The remaining part of this paper is structured as follows: Section 2 presents the review of related works. Section 3 presents the proposed system architecture, and the description of the components that make up the architecture. Section 4 is dedicated to the experimental setup and results while Section 5, concludes the paper and presents some future works.
2. Related Works
Question Answering (QA) according to Chandra et al. (2017) is a computer science discipline concerned with developing a system that automatically provide answers to questions requested by human in a natural language. QA study attempts to deal with a wide-ranging question types that consist of facts, lists, definitions, how, why, putative, semantically constrained, and cross lingual questions (Cimiano et al., 2014
Dobšovič et al. (2014) proposed and developed a CQA system “Askalot” which is focused on the area of education by implementing a functionality that encompasses the educational goal and specifics of universities, based on open source technologies. Answers to questions are verified by other students, comments are however provided by a teacher using a five-grade scale on which the assessment of the quality of question or answer can be done. Toba et al. (2014) proposed a hybrid hierarchy-of-classifiers framework to model QA pairs and integrate the question type analysis and answer quality information in an integrated framework. The quality classifier gives two probabilities each, showing the probability of good or bad-quality. They tested the framework on a dataset of about 50 thousand QA pairs from Yahoo! Answers and an effective identification of high quality answers was realized based on their evaluation of the system. Tran et al. (2015) presented a method to detect the right or possible right answers from the answer thread in Community Question Answering pools. They used multiple features for quality answer selection which exploits the surface word-based similarity between the question and answer to allot score using a regression model. Afterwards, translation probabilities were computed via IBM and Hidden Markov Models to obtain the likelihood of an answer being the translation of the question. Savenkov et al. (2016) presented a system that could be used to filter or re-rank the candidate answers by providing validation for the answers. They specifically focused on knowing the effect of time restrictions in the close real-time QA setting, thereby developing a way in which crowd will be able to create the answer candidates directly within a limited amount of time and also the way in which crowd will be able to rank sets of given answers to a question within a specified amount of time. Hung et al. (2017) developed a probabilistic model that helps to recognise the most valuable validation questions in improving results’ accuracy and detecting faulty workers in their quest to validate and control the quality of crowd answers to reduce cost incurred from utilizing experts.

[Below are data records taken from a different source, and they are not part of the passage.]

//! Permission policy port.
//!
//! The application supplies one [`PermissionPolicy`] per session. It is
//! consulted for every registered tool invocation and for every built-in
//! capability the backend asks to use.
//!
//! # Built-in Implementations
//!
//! - [`ApproveAll`] - Always returns `approved`
//! - [`DenyAll`] - Always returns `denied-by-rules`
//! - [`from_fn`] - Wraps an async closure (may prompt a user, call a service, ...)
//!
//! A policy that returns `Err` is broken, not negative: the session engine
//! fails the current turn and marks the session unusable instead of treating
//! the error as a denial.

use async_trait::async_trait;
use harness_domain::{PermissionDecision, PermissionInvocation, PermissionRequest};
use std::future::Future;
use std::sync::Arc;
use thiserror::Error;

/// Failure of the policy itself.
#[derive(Error, Debug, Clone, PartialEq, Eq)]
#[error("{0}")]
pub struct PolicyError(String);

impl PolicyError {
    pub fn new(message: impl Into<String>) -> Self {
        Self(message.into())
    }

    pub fn message(&self) -> &str {
        &self.0
    }
}

/// Port for deciding permission requests.
#[async_trait]
pub trait PermissionPolicy: Send + Sync {
    /// Decide one request. Called at most once per request.
    async fn decide(
        &self,
        request: &PermissionRequest,
        invocation: &PermissionInvocation,
    ) -> Result<PermissionDecision, PolicyError>;
}

/// Approves every request.
///
/// # Warning
///
/// Only use when every registered tool and every built-in capability of the
/// backend is acceptable to run unattended.
pub struct ApproveAll;

#[async_trait]
impl PermissionPolicy for ApproveAll {
    async fn decide(
        &self,
        _request: &PermissionRequest,
        _invocation: &PermissionInvocation,
    ) -> Result<PermissionDecision, PolicyError> {
        Ok(PermissionDecision::Approved)
    }
}

/// Denies every request by rule.
pub struct DenyAll;

#[async_trait]
impl PermissionPolicy for DenyAll {
    async fn decide(
        &self,
        _request: &PermissionRequest,
        _invocation: &PermissionInvocation,
    ) -> Result<PermissionDecision, PolicyError> {
        Ok(PermissionDecision::DeniedByRules)
    }
}

/// Policy backed by an async closure. See [`from_fn`].
pub struct FnPolicy<F> {
    f: F,
}

/// Build a policy from an async closure receiving owned copies of the
/// request and invocation.
pub fn from_fn<F, Fut>(f: F) -> Arc<dyn PermissionPolicy>
where
    F: Fn(PermissionRequest, PermissionInvocation) -> Fut + Send + Sync + 'static,
    Fut: Future<Output = Result<PermissionDecision, PolicyError>> + Send + 'static,
{
    Arc::new(FnPolicy { f })
}

#[async_trait]
impl<F, Fut> PermissionPolicy for FnPolicy<F>
where
    F: Fn(PermissionRequest, PermissionInvocation) -> Fut + Send + Sync + 'static,
    Fut: Future<Output = Result<PermissionDecision, PolicyError>> + Send + 'static,
{
    async fn decide(
        &self,
        request: &PermissionRequest,
        invocation: &PermissionInvocation,
    ) -> Result<PermissionDecision, PolicyError> {
        (self.f)(request.clone(), invocation.clone()).await
    }
}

Nie et al. (2017) presented a novel scheme to rank answer candidates via pairwise comparisons consisting of one offline learning and one online search component. In the online search component, a pool of candidate answers for the given question was extracted via finding its similar questions. The extracted answers were then sorted by leveraging the offline trained model to judge the preference orders.
Fan et al. (2019) proposed to enhance answer selection in CQA using multidimensional feature combination and similarity order. They made full use of the information in answers to questions to determine the similarity between questions and answers, and use the text-based description of the answer to determine its sensibility. Le et al. (2019) proposed a framework for automatically assessing answer quality by integrating different groups of features such as personal, community-based, textual, and contextual, to build a classification model and determine what constitutes answer quality. Experiments conducted on Brainly and stack overflow datasets show that the random forest model achieves high accuracy in identifying high-quality answers. Also indicating that personal and community-based features have more prediction power in assessing answer quality.
In this paper, we leverage on the fact that the performance of the crowd workers determines the quality of the result of a crowdsourcing task, and hence the need to develop an effective and reliable question answering system that is capable of validating and evaluating the answers provided by the crowd because of their varying reliability as established in past works (Hung et al., 2017; Savenkov et al., 2016). All these are important issues to be addressed in Artificial Intelligence.
3. The Proposed System
The architectural overview of the proposed system is presented in Figure 1. The subsections that follow describes each of the segments.
3.1. User Interface
The user interface module consists of four (4) components listed as follows:
1) Ask Question: This component enables the asker (that is someone who wishes to ask any computer-related questions) to post his/her questions on the platform.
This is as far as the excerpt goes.